Task:
Tally every line of the material where "builder" occurs, then write the total by itself.

Exercise data:
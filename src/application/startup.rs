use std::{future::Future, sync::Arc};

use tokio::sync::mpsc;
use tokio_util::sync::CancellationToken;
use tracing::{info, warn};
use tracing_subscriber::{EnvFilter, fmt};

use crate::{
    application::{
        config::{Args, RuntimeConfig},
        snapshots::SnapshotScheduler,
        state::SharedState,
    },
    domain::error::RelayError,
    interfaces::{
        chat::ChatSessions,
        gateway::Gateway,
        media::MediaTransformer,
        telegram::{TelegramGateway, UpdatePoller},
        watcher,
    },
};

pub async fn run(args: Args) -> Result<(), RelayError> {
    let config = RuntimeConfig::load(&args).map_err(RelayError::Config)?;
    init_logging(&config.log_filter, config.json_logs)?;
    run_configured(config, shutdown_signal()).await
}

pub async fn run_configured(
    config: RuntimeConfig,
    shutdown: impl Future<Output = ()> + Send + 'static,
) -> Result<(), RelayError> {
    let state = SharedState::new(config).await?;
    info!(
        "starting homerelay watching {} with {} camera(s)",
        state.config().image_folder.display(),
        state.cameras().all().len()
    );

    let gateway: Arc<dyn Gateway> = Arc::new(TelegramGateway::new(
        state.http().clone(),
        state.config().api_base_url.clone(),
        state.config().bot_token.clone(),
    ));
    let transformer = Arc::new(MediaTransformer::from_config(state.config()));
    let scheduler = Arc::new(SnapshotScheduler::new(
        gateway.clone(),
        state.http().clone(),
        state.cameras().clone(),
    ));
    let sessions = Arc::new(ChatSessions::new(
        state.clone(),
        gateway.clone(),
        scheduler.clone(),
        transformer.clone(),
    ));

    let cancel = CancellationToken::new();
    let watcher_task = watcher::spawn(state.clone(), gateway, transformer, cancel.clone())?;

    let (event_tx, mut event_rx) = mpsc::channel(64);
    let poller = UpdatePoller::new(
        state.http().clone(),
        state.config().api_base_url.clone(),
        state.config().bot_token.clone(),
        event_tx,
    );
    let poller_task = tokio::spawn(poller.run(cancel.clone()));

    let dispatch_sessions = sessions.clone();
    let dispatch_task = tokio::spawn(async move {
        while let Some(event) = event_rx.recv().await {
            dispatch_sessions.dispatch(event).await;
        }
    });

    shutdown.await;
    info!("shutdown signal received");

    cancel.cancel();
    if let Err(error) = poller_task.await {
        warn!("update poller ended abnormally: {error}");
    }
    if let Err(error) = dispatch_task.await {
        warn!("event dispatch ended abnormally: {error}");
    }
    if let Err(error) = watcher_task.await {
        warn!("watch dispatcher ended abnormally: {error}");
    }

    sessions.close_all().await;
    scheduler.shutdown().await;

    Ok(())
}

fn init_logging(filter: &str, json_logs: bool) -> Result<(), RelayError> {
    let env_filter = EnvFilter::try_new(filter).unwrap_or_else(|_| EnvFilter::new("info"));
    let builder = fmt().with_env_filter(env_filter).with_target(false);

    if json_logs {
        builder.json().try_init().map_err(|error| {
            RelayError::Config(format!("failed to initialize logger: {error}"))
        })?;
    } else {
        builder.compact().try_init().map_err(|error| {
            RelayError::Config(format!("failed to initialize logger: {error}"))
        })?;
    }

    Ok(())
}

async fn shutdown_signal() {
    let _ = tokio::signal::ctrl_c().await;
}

---

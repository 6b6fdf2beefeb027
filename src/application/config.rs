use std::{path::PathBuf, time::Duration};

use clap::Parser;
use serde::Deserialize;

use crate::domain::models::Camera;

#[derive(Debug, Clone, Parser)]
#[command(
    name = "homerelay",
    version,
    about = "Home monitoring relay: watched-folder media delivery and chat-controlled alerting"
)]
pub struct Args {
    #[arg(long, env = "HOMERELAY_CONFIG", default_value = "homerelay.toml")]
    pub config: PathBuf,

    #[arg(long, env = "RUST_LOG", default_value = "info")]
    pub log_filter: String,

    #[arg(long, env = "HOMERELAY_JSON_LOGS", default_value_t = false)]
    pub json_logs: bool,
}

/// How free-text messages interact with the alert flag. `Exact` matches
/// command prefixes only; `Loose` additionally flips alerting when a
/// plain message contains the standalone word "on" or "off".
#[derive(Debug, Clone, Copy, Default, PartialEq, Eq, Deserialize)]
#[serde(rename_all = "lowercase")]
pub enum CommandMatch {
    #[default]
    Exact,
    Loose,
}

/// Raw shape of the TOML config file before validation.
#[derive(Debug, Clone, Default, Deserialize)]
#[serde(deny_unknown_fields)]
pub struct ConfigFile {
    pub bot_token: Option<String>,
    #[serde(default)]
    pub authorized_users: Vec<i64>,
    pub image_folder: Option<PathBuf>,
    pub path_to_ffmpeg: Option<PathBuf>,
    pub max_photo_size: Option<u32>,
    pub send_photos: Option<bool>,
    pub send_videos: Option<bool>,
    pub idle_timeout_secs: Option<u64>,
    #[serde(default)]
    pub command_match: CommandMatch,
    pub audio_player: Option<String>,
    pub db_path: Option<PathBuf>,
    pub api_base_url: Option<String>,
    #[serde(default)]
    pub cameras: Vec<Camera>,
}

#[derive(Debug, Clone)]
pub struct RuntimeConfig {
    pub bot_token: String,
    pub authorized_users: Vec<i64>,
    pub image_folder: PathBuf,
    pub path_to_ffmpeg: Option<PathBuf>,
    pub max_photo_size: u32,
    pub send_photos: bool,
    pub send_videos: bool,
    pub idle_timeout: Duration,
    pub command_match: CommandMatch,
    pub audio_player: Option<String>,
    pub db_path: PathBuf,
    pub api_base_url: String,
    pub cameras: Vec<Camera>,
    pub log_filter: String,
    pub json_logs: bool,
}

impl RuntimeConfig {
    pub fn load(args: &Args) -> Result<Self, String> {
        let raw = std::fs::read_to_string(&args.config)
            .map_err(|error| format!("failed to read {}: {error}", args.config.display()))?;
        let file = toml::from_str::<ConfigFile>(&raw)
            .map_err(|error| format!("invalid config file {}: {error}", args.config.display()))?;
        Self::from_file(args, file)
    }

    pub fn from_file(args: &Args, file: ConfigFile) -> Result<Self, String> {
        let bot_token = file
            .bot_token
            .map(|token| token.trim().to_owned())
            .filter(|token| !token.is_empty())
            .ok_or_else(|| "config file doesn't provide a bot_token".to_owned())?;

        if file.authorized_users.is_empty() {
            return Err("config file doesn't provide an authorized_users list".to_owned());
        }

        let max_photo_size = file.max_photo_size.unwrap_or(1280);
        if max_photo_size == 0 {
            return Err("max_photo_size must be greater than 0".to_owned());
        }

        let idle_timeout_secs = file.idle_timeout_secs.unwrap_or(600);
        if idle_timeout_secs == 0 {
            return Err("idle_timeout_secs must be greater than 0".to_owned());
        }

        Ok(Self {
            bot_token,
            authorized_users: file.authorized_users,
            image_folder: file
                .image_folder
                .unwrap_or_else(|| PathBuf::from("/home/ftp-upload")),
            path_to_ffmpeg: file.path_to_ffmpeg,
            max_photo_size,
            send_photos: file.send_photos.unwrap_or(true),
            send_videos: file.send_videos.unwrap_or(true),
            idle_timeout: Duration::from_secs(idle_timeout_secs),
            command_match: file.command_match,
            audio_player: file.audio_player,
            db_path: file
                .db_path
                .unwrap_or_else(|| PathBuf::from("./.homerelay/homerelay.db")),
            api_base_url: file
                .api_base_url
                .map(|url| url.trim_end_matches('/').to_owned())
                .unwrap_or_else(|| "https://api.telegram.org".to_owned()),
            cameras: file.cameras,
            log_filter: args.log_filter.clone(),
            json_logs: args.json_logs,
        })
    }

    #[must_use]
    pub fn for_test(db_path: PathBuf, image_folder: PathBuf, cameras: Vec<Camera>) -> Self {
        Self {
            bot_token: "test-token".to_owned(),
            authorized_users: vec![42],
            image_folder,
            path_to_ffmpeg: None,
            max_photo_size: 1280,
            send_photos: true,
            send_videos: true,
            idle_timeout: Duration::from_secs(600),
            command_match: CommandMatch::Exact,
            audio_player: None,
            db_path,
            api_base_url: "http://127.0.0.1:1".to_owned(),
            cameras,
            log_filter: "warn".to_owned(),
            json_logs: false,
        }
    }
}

Answer to this exercise:
3